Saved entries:
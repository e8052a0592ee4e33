use super::*;
use crate::encode::sink::{CaptureBackend, InMemoryCapture, StreamSpec};

fn spec() -> StreamSpec {
    StreamSpec {
        width: 2,
        height: 2,
        fps: Fps { num: 30, den: 1 },
        mime: "video/webm".to_owned(),
        video_bits_per_second: 1,
        audio: None,
    }
}

fn frame() -> FrameRGBA {
    FrameRGBA {
        width: 2,
        height: 2,
        data: vec![0; 16],
        premultiplied: true,
    }
}

fn stream(backend: &mut InMemoryCapture, duration: Duration) -> CaptureStream {
    let enc = backend.begin_capture(spec()).unwrap();
    CaptureStream::new(enc, Fps { num: 30, den: 1 }, duration)
}

#[test]
fn slot_times_are_exact() {
    let fps = Fps { num: 30, den: 1 };
    assert_eq!(slot_time(fps, 0), Some(Duration::ZERO));
    assert_eq!(slot_time(fps, 30), Some(Duration::from_secs(1)));
    assert_eq!(slot_time(fps, 150), Some(Duration::from_secs(5)));
}

#[test]
fn sixty_hz_loop_yields_duration_times_fps_frames() {
    let mut backend = InMemoryCapture::new(["video/webm"]);
    let log = backend.log();
    let duration = Duration::from_secs(2);
    let mut cap = stream(&mut backend, duration);
    let f = frame();
    let step = Duration::from_nanos(16_666_667);
    let mut now = Duration::from_secs(3);
    let mut ticks = 0;
    while cap.offer(now, Some(&f)).unwrap() == CaptureStatus::Recording {
        now += step;
        ticks += 1;
        assert!(ticks < 1000);
    }
    assert!(cap.elapsed(now) >= duration);
    assert_eq!(cap.frames_pushed(), 60);
    let blob = cap.finish().unwrap();
    assert_eq!(blob.chunks.len(), 60);
    let log = log.lock().unwrap();
    assert!(log.stopped);
    assert_eq!(log.frames.first(), Some(&FrameIndex(0)));
    assert_eq!(log.frames.last(), Some(&FrameIndex(59)));
}

#[test]
fn slow_loop_duplicates_frames() {
    let mut backend = InMemoryCapture::new(["video/webm"]);
    let mut cap = stream(&mut backend, Duration::from_secs(1));
    let f = frame();
    assert_eq!(cap.offer(Duration::ZERO, Some(&f)).unwrap(), CaptureStatus::Recording);
    assert_eq!(cap.frames_pushed(), 1);
    // 10 Hz loop: each offer fills three slots
    cap.offer(Duration::from_millis(100), Some(&f)).unwrap();
    assert_eq!(cap.frames_pushed(), 4);
    let status = cap.offer(Duration::from_millis(1000), Some(&f)).unwrap();
    assert_eq!(status, CaptureStatus::Complete);
    assert_eq!(cap.frames_pushed(), 30);
}

#[test]
fn missing_frame_consumes_slots_without_pushing() {
    let mut backend = InMemoryCapture::new(["video/webm"]);
    let mut cap = stream(&mut backend, Duration::from_secs(1));
    cap.offer(Duration::ZERO, None).unwrap();
    assert_eq!(cap.frames_pushed(), 0);
    cap.offer(Duration::from_millis(40), Some(&frame())).unwrap();
    assert_eq!(cap.frames_pushed(), 1);
}

#[test]
fn encoder_error_propagates_and_drop_aborts() {
    let mut backend = InMemoryCapture::new(["video/webm"]).failing_after(2);
    let log = backend.log();
    let mut cap = stream(&mut backend, Duration::from_secs(1));
    let f = frame();
    cap.offer(Duration::ZERO, Some(&f)).unwrap();
    let err = cap.offer(Duration::from_millis(100), Some(&f));
    assert!(err.is_err());
    drop(cap);
    assert!(log.lock().unwrap().aborted);
}

struct TaggingEncoder {
    tags: std::sync::Arc<std::sync::Mutex<Vec<u8>>>,
}

impl EncoderHandle for TaggingEncoder {
    fn push_frame(&mut self, _idx: FrameIndex, frame: &FrameRGBA) -> StoryResult<()> {
        self.tags.lock().unwrap().push(frame.data[0]);
        Ok(())
    }

    fn stop(self: Box<Self>) -> StoryResult<EncodedBlob> {
        Ok(EncodedBlob {
            mime: "video/webm".to_owned(),
            chunks: Vec::new(),
        })
    }

    fn abort(self: Box<Self>) {}
}

#[test]
fn rounded_virtual_steps_keep_each_frame_on_its_own_slot() {
    let fps = Fps { num: 30, den: 1 };
    let tags = std::sync::Arc::new(std::sync::Mutex::new(Vec::new()));
    let enc = Box::new(TaggingEncoder { tags: tags.clone() });
    let mut cap = CaptureStream::new(enc, fps, Duration::from_secs(1));
    let step = fps.frame_interval();
    assert_eq!(step, Duration::from_nanos(33_333_333));

    let mut j: u32 = 0;
    loop {
        let f = FrameRGBA {
            width: 2,
            height: 2,
            data: vec![j as u8; 16],
            premultiplied: true,
        };
        if cap.offer(step * (j + 1), Some(&f)).unwrap() == CaptureStatus::Complete {
            break;
        }
        j += 1;
        assert!(j < 100);
    }

    assert_eq!(cap.frames_pushed(), 30);
    let tags = tags.lock().unwrap().clone();
    let expected: Vec<u8> = (0..30).collect();
    assert_eq!(tags, expected);
}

WHAT IS EXPECTED. Collect from the data above every line that includes "Recording".

WRITTEN ANSWER.
    while cap.offer(now, Some(&f)).unwrap() == CaptureStatus::Recording {
    assert_eq!(cap.offer(Duration::ZERO, Some(&f)).unwrap(), CaptureStatus::Recording);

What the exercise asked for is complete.